The friendship between Ed Ricketts and John Steinbeck may well have reached its peak in 1940, the year the two traveled together to the Sea of Cortez. In 1939, each had published what was arguably his greatest accomplishment—Between Pacific Tides and The Grapes of Wrath. Yet both emerged from their respective projects in very different states of mind: The publication of Between Pacific Tides after years of struggle with Stanford University Press energized Ricketts, while Steinbeck was exhausted after composing The Grapes of Wrath in one hundred working days. Facing a whirlwind of critical acclaim tempered by violent opposition to Grapes, Steinbeck sought a new direction for his energies—one that would temporarily take him away from fiction. In a much-quoted letter to friend Carlton "Dook" Sheffield, he captures this pivotal moment:

[...] I must make a new start. I've worked the novel—I know it as far as I can take it. I never did think much of it—a clumsy vehicle at best. And I don't know the form of the new but I know there is a new which will be adequate and shaped by the new thinking.
(Steinbeck and Wallsten 194)

Steinbeck's "new form" was marine biology, and in late 1939 he embarked on a project—and, ultimately, a voyage—that would mark the culmination of the philosophies and ideas that he and Ricketts exchanged over the course of their eighteen-year relationship. [End Page 23]

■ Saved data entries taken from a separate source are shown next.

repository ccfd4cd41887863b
mod view;
mod view_model;

use leptos::prelude::*;
use leptos_router::hooks::use_params_map;
pub use view::ProductDetails;

/// Страница `/produto/:categoria/:slug`
#[component]
pub fn ProductDetailsRoute() -> impl IntoView {
    let params = use_params_map();
    let category = Signal::derive(move || params.with(|p| p.get("categoria").unwrap_or_default()));
    let slug = Signal::derive(move || params.with(|p| p.get("slug").unwrap_or_default()));

    view! {
        <ProductDetails category=category slug=slug />
    }
}
pub mod browser;
pub mod components;
pub mod icons;
use crate::shared::icons::icon;
use leptos::prelude::*;

/// Текст счётчика: страница с единицы, всего страниц, всего товаров
pub fn page_label(current_page: usize, total_pages: usize, total_count: usize) -> String {
    format!("{} / {} ({})", current_page + 1, total_pages.max(1), total_count)
}

/// PaginationControls: первая, предыдущая, следующая, последняя страница
///
/// Кнопки назад неактивны на первой странице, вперёд на последней.
#[component]
pub fn PaginationControls(
    /// Current page (0-indexed)
    #[prop(into)]
    current_page: Signal<usize>,

    /// Total number of pages
    #[prop(into)]
    total_pages: Signal<usize>,

    /// Total count of items
    #[prop(into)]
    total_count: Signal<usize>,

    /// Callback when page changes
    on_page_change: Callback<usize>,
) -> impl IntoView {
    let on_last = move || current_page.get() + 1 >= total_pages.get();

    view! {
        <div class="pagination-controls">
            <button
                class="pagination-btn"
                on:click=move |_| on_page_change.run(0)
                disabled=move || current_page.get() == 0
                title="Primeira página"
            >
                {icon("chevrons-left")}
            </button>
            <button
                class="pagination-btn"
                on:click=move |_| {
                    let page = current_page.get();
                    if page > 0 {
                        on_page_change.run(page - 1);
                    }
                }
                disabled=move || current_page.get() == 0
                title="Página anterior"
            >
                {icon("chevron-left")}
            </button>
            <span class="pagination-info">
                {move || page_label(current_page.get(), total_pages.get(), total_count.get())}
            </span>
            <button
                class="pagination-btn"
                on:click=move |_| {
                    let page = current_page.get();
                    if page + 1 < total_pages.get() {
                        on_page_change.run(page + 1);
                    }
                }
                disabled=on_last
                title="Próxima página"
            >
                {icon("chevron-right")}
            </button>
            <button
                class="pagination-btn"
                on:click=move |_| {
                    let total = total_pages.get();
                    if total > 0 {
                        on_page_change.run(total - 1);
                    }
                }
                disabled=on_last
                title="Última página"
            >
                {icon("chevrons-right")}
            </button>
        </div>
    }
}

#[cfg(test)]
mod tests {
    use super::*;

    #[test]
    fn test_page_label_is_one_based() {
        assert_eq!(page_label(0, 3, 14), "1 / 3 (14)");
        assert_eq!(page_label(2, 3, 14), "3 / 3 (14)");
    }

    #[test]
    fn test_page_label_empty_listing() {
        assert_eq!(page_label(0, 0, 0), "1 / 1 (0)");
    }
}
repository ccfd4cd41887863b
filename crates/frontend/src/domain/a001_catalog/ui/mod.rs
pub mod actions;
pub mod card;
pub mod details;
pub mod list;
pub mod loading;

Immediately after publication of Between Pacific Tides, Stanford University Press suggested that Ricketts start work on a handbook of the most common intertidal species in the San Francisco Bay area. Steinbeck eagerly signed on a few months later, seeing the project as one that would help make him conversant in marine biology. As he wrote to his agent, Elizabeth Otis: "I have a terrific job of reading to do. Ricketts is all right but I am a popular writer and I have to build some trust in the minds of biologists. This handbook will help do that" (Steinbeck and Wallsten196). They planned to write the book collaboratively, each composing essays on general principles of ecology and animal descriptions; Steinbeck was to then collate them into a handbook for high school students and general enthusiasts. Joel W. Hedgpeth, first editor of Ricketts's essays, notes, "Ed always thought that Steinbeck would have been a fine biologist, and admired his very sharp eye on the seashore, his ability to see things that even Ed missed" (1:31).

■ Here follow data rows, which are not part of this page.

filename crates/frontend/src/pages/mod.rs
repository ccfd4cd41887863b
pub mod home;
pub mod not_found;
//! Разбор и форматирование цен в реалах ("R$ 1.997,50")
//!
//! Суммы хранятся в целых сентаво, чтобы разбор был точным, а скидки и
//! рассрочка считались без ошибок округления `f64`.

const CURRENCY_SYMBOL: &str = "R$";

/// Разобранная цена: сумма в сентаво и хвост строки после суммы ("/mês", "(único)")
#[derive(Debug, Clone, PartialEq, Eq)]
pub struct Price {
    pub cents: i64,
    pub suffix: String,
}

impl Price {
    /// Форматирует произвольную сумму с хвостом этой цены
    pub fn display_with(&self, cents: i64) -> String {
        let amount = format_brl(cents);
        if self.suffix.is_empty() {
            amount
        } else if self.suffix.starts_with('/') {
            format!("{}{}", amount, self.suffix)
        } else {
            format!("{} {}", amount, self.suffix)
        }
    }
}

/// Разбор локализованной строки цены.
///
/// Убирает символ валюты, точки-разделители тысяч, десятичную запятую
/// переводит в дробную часть. Возвращает `None`, если строка не начинается
/// с суммы ("Sob consulta") или сумма некорректна.
///
/// # Примеры
/// ```
/// use contracts::shared::price::parse_price;
/// assert_eq!(parse_price("R$ 1.234,56").unwrap().cents, 123456);
/// assert!(parse_price("Sob consulta").is_none());
/// ```
pub fn parse_price(raw: &str) -> Option<Price> {
    let s = raw.trim();
    let s = s.strip_prefix(CURRENCY_SYMBOL).unwrap_or(s).trim_start();

    let amount_len = s
        .char_indices()
        .find(|(_, c)| !(c.is_ascii_digit() || *c == '.' || *c == ','))
        .map(|(i, _)| i)
        .unwrap_or(s.len());
    let (amount, rest) = s.split_at(amount_len);

    if !amount.starts_with(|c: char| c.is_ascii_digit()) {
        return None;
    }

    let (integer_part, fraction_part) = match amount.split_once(',') {
        Some((i, f)) => (i, Some(f)),
        None => (amount, None),
    };

    let integer_digits: String = integer_part.chars().filter(|c| *c != '.').collect();
    let units: i64 = integer_digits.parse().ok()?;

    let fraction_cents: i64 = match fraction_part {
        None => 0,
        Some(f) if (1..=2).contains(&f.len()) && f.chars().all(|c| c.is_ascii_digit()) => {
            let padded = format!("{:0<2}", f);
            padded.parse().ok()?
        }
        Some(_) => return None,
    };

    let cents = units.checked_mul(100)?.checked_add(fraction_cents)?;

    Some(Price {
        cents,
        suffix: rest.trim().to_string(),
    })
}

/// Форматирует сумму в сентаво как "R$ 1.234,56"
pub fn format_brl(cents: i64) -> String {
    let sign = if cents < 0 { "-" } else { "" };
    let abs = cents.unsigned_abs();
    format!(
        "{}{} {},{:02}",
        sign,
        CURRENCY_SYMBOL,
        group_thousands(abs / 100),
        abs % 100
    )
}

/// Разделители триад точками: 1234567 -> "1.234.567"
pub fn group_thousands(n: u64) -> String {
    let s = n.to_string();
    let mut result = String::new();
    for (i, ch) in s.chars().rev().enumerate() {
        if i > 0 && i % 3 == 0 {
            result.push('.');
        }
        result.push(ch);
    }
    result.chars().rev().collect()
}

/// Результат не больше исходной суммы по модулю, поэтому всегда помещается в i64
fn narrow(value: i128) -> i64 {
    i64::try_from(value).unwrap_or(if value < 0 { i64::MIN } else { i64::MAX })
}

/// Применяет скидку в процентах с округлением half-up до сентаво.
/// Считается в i128: любая разобранная цена умножается без переполнения.
pub fn apply_discount(cents: i64, percent: u8) -> i64 {
    let kept = 100 - i128::from(percent.min(100));
    narrow((i128::from(cents) * kept + 50).div_euclid(100))
}

/// Сумма одного платежа при рассрочке на `count` частей, half-up до сентаво
pub fn installment_amount(cents: i64, count: u32) -> i64 {
    let count = i128::from(count.max(1));
    narrow((i128::from(cents) * 2 + count).div_euclid(count * 2))
}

By early 1940 they had completed partial drafts that outline the book's format: It would mirror the ecological arrangement of Between Pacific Tides but delve even deeper, drawing further parallels between intertidal life and human society.

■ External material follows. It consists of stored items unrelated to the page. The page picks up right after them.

pub mod api;
pub mod domain;
pub mod routes;
pub mod shared;

#[tokio::main]
async fn main() -> anyhow::Result<()> {
    use axum::http::{header, Method};
    use axum::middleware;
    use tokio::net::TcpListener;
    use tower_http::cors::{Any, CorsLayer};
    use tracing_subscriber::{layer::SubscriberExt, util::SubscriberInitExt};

    // Создаем директорию для логов
    let log_dir = std::path::Path::new("target").join("logs");
    std::fs::create_dir_all(&log_dir)?;

    let log_file_path = log_dir.join("backend.log");
    let log_file = std::fs::OpenOptions::new()
        .create(true)
        .append(true)
        .open(log_file_path)?;

    tracing_subscriber::registry()
        .with(tracing_subscriber::EnvFilter::new(
            std::env::var("RUST_LOG").unwrap_or_else(|_| "info,tower_http=warn".into()),
        ))
        .with(tracing_subscriber::fmt::layer())
        .with(
            tracing_subscriber::fmt::layer()
                .with_writer(std::sync::Arc::new(log_file))
                .with_ansi(false),
        )
        .init();

    let config = shared::config::load_config()?;
    let static_dir = config.static_dir();
    let data_dir = config.data_dir();

    tracing::info!("Static files: {}", static_dir.display());
    tracing::info!("Category documents: {}", data_dir.display());
    if !static_dir.join("index.html").exists() {
        tracing::warn!(
            "index.html not found in {}, run `trunk build` in crates/frontend",
            static_dir.display()
        );
    }

    domain::a003_catalog::service::validate_documents(&data_dir).await;

    let cors = CorsLayer::new()
        .allow_origin(Any)
        .allow_methods([Method::GET, Method::OPTIONS])
        .allow_headers([header::CONTENT_TYPE, header::ACCEPT]);

    let app = routes::configure_routes(routes::AppState::new(data_dir), &static_dir)
        .layer(middleware::from_fn(shared::request_logger::request_logger))
        .layer(cors);

    let addr = config.bind_addr()?;

    tracing::info!("Attempting to bind server to http://{}", addr);
    let listener = match TcpListener::bind(addr).await {
        Ok(listener) => {
            tracing::info!("Server successfully bound to {}", addr);
            listener
        }
        Err(e) => {
            if e.kind() == std::io::ErrorKind::AddrInUse {
                tracing::error!(
                    "Error: Port {} is already in use. Please ensure no other process is using this port.",
                    addr.port()
                );
            } else {
                tracing::error!("Failed to bind to {}. Error: {}", addr, e);
            }
            return Err(e.into());
        }
    };

    axum::serve(listener, app).await?;

    Ok(())
}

In the draft of his "Zoological Preface" to the San Francisco book Ricketts writes:

Who would see a replica of man's social structure has only to examine the abundant and various life of the tidepools, where miniature communal societies wage dubious battle against equally potent societies in which the individual is paramount, with trends shifting, maturing, or dying out, with all the living organisms balanced against the limitations of the dead kingdom of rocks and currents and temperatures and dissolved gases. A study of animal communities has this advantage: they are merely what they are, for anyone to see who will and can look clearly; they cannot complicate the picture by worded idealisms, by saying one thing and being another; here the struggle is unmasked and the beauty is unmasked.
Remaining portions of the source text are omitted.